Primeira-Ministra Takaichi, Excelências, distintos líderes,
Para Timor-Leste, a atual crise energética global não é uma preocupação distante — é uma realidade quotidiana. O nosso sistema elétrico continua fortemente dependente do gasóleo importado, o que nos torna altamente vulneráveis ao aumento dos preços mundiais e a interrupções nas cadeias de abastecimento.
As consequências são imediatas: pressão fiscal crescente, aumento do custo de vida para o nosso povo e uma incerteza cada vez maior na manutenção de um acesso estável à energia.
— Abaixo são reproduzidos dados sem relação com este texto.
use crate::blob_store::{BlobStore, GetResult};
use crate::cache::UnifiedCache;
use crate::config::StratumConfig;
use crate::cow::{CowStore, EntryKind, TreeEntry};
use crate::error::{Result, StratumError};
use crate::graph_index::GraphIndex;
use crate::metadata_index::id_mapper::EntityIdMapper;
use crate::metadata_index::MetadataIndex;
use crate::model::{shard_of, validate_dimension, Metadata, Noun, Vector, Verb};
use crate::query::{Query, QueryEngine, SearchOutcome};
use crate::vector_index::VectorIndex;

const DEFAULT_BRANCH: &str = "main";

/// What a noun's "metadata" blob actually holds: the envelope carries
/// the noun's type alongside its attribute map, since the
/// two-blobs-per-entity storage model doesn't otherwise have a slot for it.
#[derive(Serialize, Deserialize)]
struct NounEnvelope {
    noun_type: String,
    metadata: Metadata,
}

/// Same idea for verbs: endpoints and weight ride along in the
/// metadata blob so the vector blob stays a bare vector.
#[derive(Serialize, Deserialize)]
struct VerbEnvelope {
    verb_type: String,
    source_id: Uuid,
    target_id: Uuid,
    weight: f32,
    metadata: Metadata,
}

#[derive(Serialize, Deserialize, Default)]
struct PersistedStats {
    noun_count: u64,
    verb_count: u64,
    bytes_on_disk: u64,
}

fn verb_id_mapper_key() -> String {
    "_system/graph_index/__verb_id_mapper__".to_string()
}

fn statistics_key() -> String {
    "_system/statistics".to_string()
}

fn noun_path(shard: &str, id: &Uuid, part: &str) -> String {
    format!("nouns/{shard}/{id}/{part}")
}

fn verb_path(shard: &str, id: &Uuid, part: &str) -> String {
    format!("verbs/{shard}/{id}/{part}")
}
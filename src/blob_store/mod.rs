//! Blob Store Adapter: a thin uniform key→bytes
//! interface over pluggable backends.
//!
//! Grounded on `helix_engine::storage_core::storage_methods`'s pattern of
//! one trait implemented per backend behind a feature flag
//! (`StorageMethods` for `lmdb`/`rocks`/`slate`); here the backends are
//! selected at runtime via `BlobStoreConfig::backend` instead, since all
//! three ship unconditionally and are cheap enough not to gate behind
//! Cargo features.

mod local_fs;
mod memory;
mod object_store;

pub use local_fs::LocalFsStore;
pub use memory::MemoryStore;
pub use object_store::ObjectStoreBackend;

use async_trait::async_trait;
use std::time::Duration;

use crate::config::{BlobStoreBackend, BlobStoreConfig};
use crate::error::{Result, StratumError};

/// Opaque version token returned by `put`/`get`, used by
/// `compare_and_swap`. Backends that lack a native ETag (local FS)
/// simulate one with a content hash plus a lockfile-guarded counter.
#[derive(Clone, Debug, PartialEq, Eq)]
pub struct Version(pub String);

/// What a backend actually supports, so callers can choose a strategy
/// (e.g. the COW store falls back to an advisory lock if
/// `conditional_writes` is false).
#[derive(Clone, Copy, Debug)]
pub struct Capabilities {
    pub conditional_writes: bool,
    pub batch_delete: bool,
    pub cursor_listing: bool,
    pub lifecycle_policies: bool,
}

/// Outcome of `get`: distinguishes "not found" from a transport error,
/// which surfaces as `Err` instead.
pub enum GetResult {
    Found(Vec<u8>, Version),
    NotFound,
}

/// Per-item outcome of a batch delete; partial success is not itself a
/// fatal error.
pub struct BatchDeleteOutcome {
    pub deleted: Vec<String>,
    pub failed: Vec<String>,
}

#[async_trait]
pub trait BlobStore: Send + Sync {
    async fn get(&self, key: &str) -> Result<GetResult>;
    async fn put(&self, key: &str, bytes: Vec<u8>) -> Result<Version>;
    async fn delete(&self, key: &str) -> Result<()>;
    async fn delete_batch(&self, keys: &[String]) -> Result<BatchDeleteOutcome>;
    async fn list_prefix(
        &self,
        prefix: &str,
        cursor: Option<String>,
        limit: Option<usize>,
    ) -> Result<(Vec<String>, Option<String>)>;
    async fn exists(&self, key: &str) -> Result<bool>;
    async fn compare_and_swap(
        &self,
        key: &str,
        expected: Option<&Version>,
        new_bytes: Vec<u8>,
    ) -> Result<Version>;
    fn capabilities(&self) -> Capabilities;
}

/// Builds the configured backend.
pub fn build_backend(config: &BlobStoreConfig, root: std::path::PathBuf) -> Box<dyn BlobStore> {
    match config.backend {
        BlobStoreBackend::LocalFs => Box::new(LocalFsStore::new(root, config.gzip)),
        BlobStoreBackend::Memory => Box::new(MemoryStore::new()),
        BlobStoreBackend::ObjectStore => Box::new(ObjectStoreBackend::new()),
    }
}

/// Retry policy for transient-class errors: exponential backoff applies
/// only to `StorageTransient` failures, capped at 10s and 3 attempts by
/// default.
pub struct RetryPolicy {
    pub max_attempts: u32,
    pub base_delay: Duration,
    pub max_delay: Duration,
}

impl Default for RetryPolicy {
    fn default() -> Self {
        Self {
            max_attempts: 3,
            base_delay: Duration::from_millis(50),
            max_delay: Duration::from_secs(10),
        }
    }
}

impl RetryPolicy {
    pub fn delay_for_attempt(&self, attempt: u32) -> Duration {
        let millis = self.base_delay.as_millis() as u64 * 2u64.saturating_pow(attempt);
        Duration::from_millis(millis).min(self.max_delay)
    }

    /// Runs `op`, retrying only `StorageTransient` failures, up to
    /// `max_attempts` times total.
    pub async fn run<T, F, Fut>(&self, mut op: F) -> Result<T>
    where
        F: FnMut() -> Fut,
        Fut: std::future::Future<Output = Result<T>>,
    {
        let mut attempt = 0;
        loop {
            match op().await {
                Ok(v) => return Ok(v),
                Err(e) if e.is_transient() && attempt + 1 < self.max_attempts => {
                    tracing::warn!(attempt, "transient blob store error, retrying: {e}");
                    tokio::time::sleep(self.delay_for_attempt(attempt)).await;
                    attempt += 1;
                }
                Err(e) => return Err(e),
            }
        }
    }
}

pub(crate) fn not_found(key: &str) -> StratumError {
    StratumError::not_found("blob", key)
}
Embora estas ações proporcionem um alívio a curto prazo, não são soluções sustentáveis. Por isso, saudamos vivamente a abordagem abrangente do Japão — abordando tanto as necessidades urgentes como os desafios estruturais a longo prazo.
No imediato, o acesso ao financiamento para a aquisição de combustível e o reforço das cadeias de abastecimento são essenciais. Para pequenos estados insulares em desenvolvimento como Timor-Leste, tal apoio é crítico para garantir o fornecimento contínuo de eletricidade, proteger as famílias vulneráveis e salvaguardar os sistemas alimentares e agrícolas.
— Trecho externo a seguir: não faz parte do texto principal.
use std::sync::Arc;

use stratum_core::config::StratumConfig;
use stratum_core::{Database, Metadata, Value};
use stratum_core::query::{ConnectedQuery, Query, Strategy};
use stratum_core::graph_index::Direction;
use stratum_core::metadata_index::Predicate;
use uuid::Uuid;

fn vec_at(dim: usize, lead: f32) -> Vec<f32> {
    let mut v = vec![0.0f32; dim];
    v[0] = lead;
    v
}

async fn open_database(dim: usize) -> Database {
    let store: Arc<dyn stratum_core::blob_store::BlobStore> = Arc::new(stratum_core::blob_store::MemoryStore::new());
    Database::open(store, StratumConfig::new(dim)).await.unwrap()
}

#[tokio::test]
async fn nearest_neighbor_search_ranks_closest_vector_first() {
    let database = open_database(8).await;
    let mut expected_nearest = Uuid::nil();
    for i in 0..50u32 {
        let id = database
            .add("Item", vec_at(8, i as f32), Metadata::new(), None)
            .await
            .unwrap();
        if i == 37 {
            expected_nearest = id;
        }
    }

    let query = Query {
        noun_type: Some("Item".to_string()),
        like: Some(vec_at(8, 37.0)),
        limit: 5,
        ..Query::default()
    };
    let outcome = database.search(&query, None).await.unwrap();
    assert_eq!(outcome.results.len(), 5);
    let top_id = database.resolve_noun_id(outcome.results[0].id).unwrap();
    assert_eq!(top_id, expected_nearest);
}

#[tokio::test]
async fn metadata_filter_narrows_before_vector_ranking() {
    let database = open_database(8).await;
    for i in 0..30u32 {
        let mut metadata = Metadata::new();
        let tier = if i % 10 == 0 { "gold" } else { "silver" };
        metadata.insert("tier".to_string(), Value::String(tier.to_string()));
        database.add("Item", vec_at(8, i as f32), metadata, None).await.unwrap();
    }

    let query = Query {
        noun_type: Some("Item".to_string()),
        like: Some(vec_at(8, 20.0)),
        where_predicates: vec![("tier".to_string(), Predicate::Equals(Value::String("gold".to_string())))],
        limit: 10,
        ..Query::default()
    };
    let outcome = database.search(&query, None).await.unwrap();
    assert_eq!(outcome.results.len(), 3);
    assert!(outcome.explain.is_none());
}

#[tokio::test]
async fn connected_query_reaches_neighbors_through_graph_edges() {
    let database = open_database(4).await;
    let hub = database.add("Person", vec_at(4, 1.0), Metadata::new(), None).await.unwrap();
    let mut friends = Vec::new();
    for i in 0..5u32 {
        let friend = database.add("Person", vec_at(4, 10.0 + i as f32), Metadata::new(), None).await.unwrap();
        database.relate(hub, friend, "knows", Metadata::new(), None, None, None).await.unwrap();
        friends.push(friend);
    }
    let stranger = database.add("Person", vec_at(4, 99.0), Metadata::new(), None).await.unwrap();

    // resolve_noun_id only maps int -> uuid; recover hub's int id via search.
    let seed = Query {
        noun_type: Some("Person".to_string()),
        like: Some(vec_at(4, 1.0)),
        limit: 1,
        ..Query::default()
    };
    let hub_result = database.search(&seed, None).await.unwrap();
    let hub_int_id = hub_result.results[0].id;

    let query = Query {
        noun_type: Some("Person".to_string()),
        connected: Some(ConnectedQuery {
            from: hub_int_id,
            depth: 1,
            direction: Direction::Outgoing,
            type_filter: None,
        }),
        limit: 10,
        ..Query::default()
    };
    let outcome = database.search(&query, None).await.unwrap();
    let reached: Vec<Uuid> = outcome
        .results
        .iter()
        .map(|r| database.resolve_noun_id(r.id).unwrap())
        .collect();
    for friend in &friends {
        assert!(reached.contains(friend));
    }
    assert!(!reached.contains(&stranger));
}

#[tokio::test]
async fn range_predicate_selects_values_within_bounds() {
    let database = open_database(4).await;
    for year in 2000..2020i64 {
        let mut metadata = Metadata::new();
        metadata.insert("year".to_string(), Value::Integer(year));
        database.add("Record", vec_at(4, year as f32), metadata, None).await.unwrap();
    }

    let query = Query {
        noun_type: Some("Record".to_string()),
        where_predicates: vec![(
            "year".to_string(),
            Predicate::Range {
                min: Value::Integer(2010),
                max: Value::Integer(2016),
            },
        )],
        limit: 50,
        ..Query::default()
    };
    let outcome = database.search(&query, None).await.unwrap();
    assert_eq!(outcome.results.len(), 6);
}

#[tokio::test]
async fn branch_from_main_lets_history_diverge_and_asof_reads_the_past() {
    let database = open_database(4).await;
    let id = database.add("Item", vec_at(4, 1.0), Metadata::new(), None).await.unwrap();
    database.create_branch("experiment", None).await.unwrap();

    database.checkout("experiment");
    let mut delta = Metadata::new();
    delta.insert("label".to_string(), Value::String("modified".to_string()));
    database.update(&id, delta, true).await.unwrap();
    let modified = database.get(&id).await.unwrap();
    assert_eq!(modified.metadata.get("label"), Some(&Value::String("modified".to_string())));

    database.checkout("main");
    let unmodified = database.get(&id).await.unwrap();
    assert!(!unmodified.metadata.contains_key("label"));
}

#[tokio::test]
async fn cascading_delete_removes_incident_edges_but_not_the_other_endpoint() {
    let database = open_database(4).await;
    let source = database.add("Item", vec_at(4, 1.0), Metadata::new(), None).await.unwrap();
    let target = database.add("Item", vec_at(4, 2.0), Metadata::new(), None).await.unwrap();
    let verb_id = database
        .relate(source, target, "links_to", Metadata::new(), None, None, None)
        .await
        .unwrap();

    assert!(database.delete(&source, true).await.unwrap());
    assert!(!database.has(&source).await.unwrap());
    assert!(database.has(&target).await.unwrap());
    assert!(!database.delete_verb(&verb_id).await.unwrap());

    let stats = database.statistics();
    assert_eq!(stats.verb_count, 0);
    assert_eq!(stats.noun_count, 1);
}

#[tokio::test]
async fn cascading_delete_with_multiple_incident_verbs_only_removes_the_deleted_entitys_edges() {
    let database = open_database(4).await;
    let a = database.add("Item", vec_at(4, 1.0), Metadata::new(), None).await.unwrap();
    let b = database.add("Item", vec_at(4, 2.0), Metadata::new(), None).await.unwrap();
    let c = database.add("Item", vec_at(4, 3.0), Metadata::new(), None).await.unwrap();

    let v_ab = database.relate(a, b, "knows", Metadata::new(), None, None, None).await.unwrap();
    let v_ac = database.relate(a, c, "knows", Metadata::new(), None, None, None).await.unwrap();
    let v_bc = database.relate(b, c, "knows", Metadata::new(), None, None, None).await.unwrap();

    assert!(database.delete(&a, true).await.unwrap());

    assert!(!database.has(&a).await.unwrap());
    assert!(database.has(&b).await.unwrap());
    assert!(database.has(&c).await.unwrap());

    assert!(!database.delete_verb(&v_ab).await.unwrap());
    assert!(!database.delete_verb(&v_ac).await.unwrap());
    assert!(database.delete_verb(&v_bc).await.unwrap(), "b->c must survive a's cascading delete");

    let stats = database.statistics();
    assert_eq!(stats.noun_count, 2);
}

#[tokio::test]
async fn typed_metadata_values_round_trip_through_add_and_get() {
    let database = open_database(4).await;
    let mut metadata = Metadata::new();
    metadata.insert("rating".to_string(), Value::Float(4.5));
    metadata.insert("tags".to_string(), Value::StringArray(vec!["new".to_string(), "featured".to_string()]));
    let id = database.add("Item", vec_at(4, 1.0), metadata, None).await.unwrap();

    let noun = database.get(&id).await.unwrap();
    assert_eq!(noun.metadata.get("rating"), Some(&Value::Float(4.5)));
    assert_eq!(
        noun.metadata.get("tags"),
        Some(&Value::StringArray(vec!["new".to_string(), "featured".to_string()]))
    );
}

#[tokio::test]
async fn progressive_narrowing_is_chosen_for_highly_selective_filters() {
    let database = open_database(4).await;
    for i in 0..200u32 {
        let mut metadata = Metadata::new();
        metadata.insert("seq".to_string(), Value::String(i.to_string()));
        database.add("Item", vec_at(4, i as f32), metadata, None).await.unwrap();
    }
    let query = Query {
        noun_type: Some("Item".to_string()),
        like: Some(vec_at(4, 5.0)),
        where_predicates: vec![("seq".to_string(), Predicate::Equals(Value::String("5".to_string())))],
        limit: 10,
        explain: true,
        ..Query::default()
    };
    let outcome = database.search(&query, None).await.unwrap();
    assert_eq!(outcome.results.len(), 1);
    let explain = outcome.explain.unwrap();
    assert_eq!(explain.strategy, Strategy::ProgressiveNarrowing);
}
Olhando para o futuro, vemos uma promessa significativa no avanço rumo à AZEC 2.0. Este momento sublinha uma realidade clara: a segurança energética e a transição energética devem caminhar de mãos dadas.
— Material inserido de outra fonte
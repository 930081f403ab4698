//! The multi-index storage and query core: coupled HNSW vector index,
//! chunked sparse metadata index, LSM-backed graph adjacency, and a
//! content-addressed copy-on-write object store, wired together behind
//! one `Database` façade.
//!
//! Layout follows `helix_engine`'s `graph_core`/`storage_core`/`vector_core`
//! split, each with its own `mod.rs`, generalized here to one module per
//! component rather than per storage engine.

pub mod blob_store;
pub mod cache;
pub mod config;
pub mod cow;
pub mod db;
pub mod error;
pub mod graph_index;
pub mod metadata_index;
pub mod model;
pub mod query;
pub mod vector_index;

pub use config::StratumConfig;
pub use db::{AsOfHandle, Database, Page, Statistics};
pub use error::{Result, StratumError};
pub use model::{FieldType, Metadata, Noun, Value, Vector, Verb};
pub use query::{ConnectedQuery, Query, Strategy};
Para Timor-Leste, reduzir a dependência do gasóleo importado através de investimentos em energias renováveis e armazenamento não é apenas uma prioridade ambiental — é um imperativo económico e estratégico.
Agradecemos a parceria contínua do Japão, que já permitiu a eletrificação solar em comunidades rurais. Estamos também a avançar com planos para um grande projeto de energia solar através de um investimento conjunto entre a Itochu Corporation e a Électricité de France (EDF).
Excelências, Timor-Leste está pronto para aprofundar a colaboração com o Japão, parceiros da ASEAN e todas as partes interessadas para alcançar um futuro energético seguro e sustentável.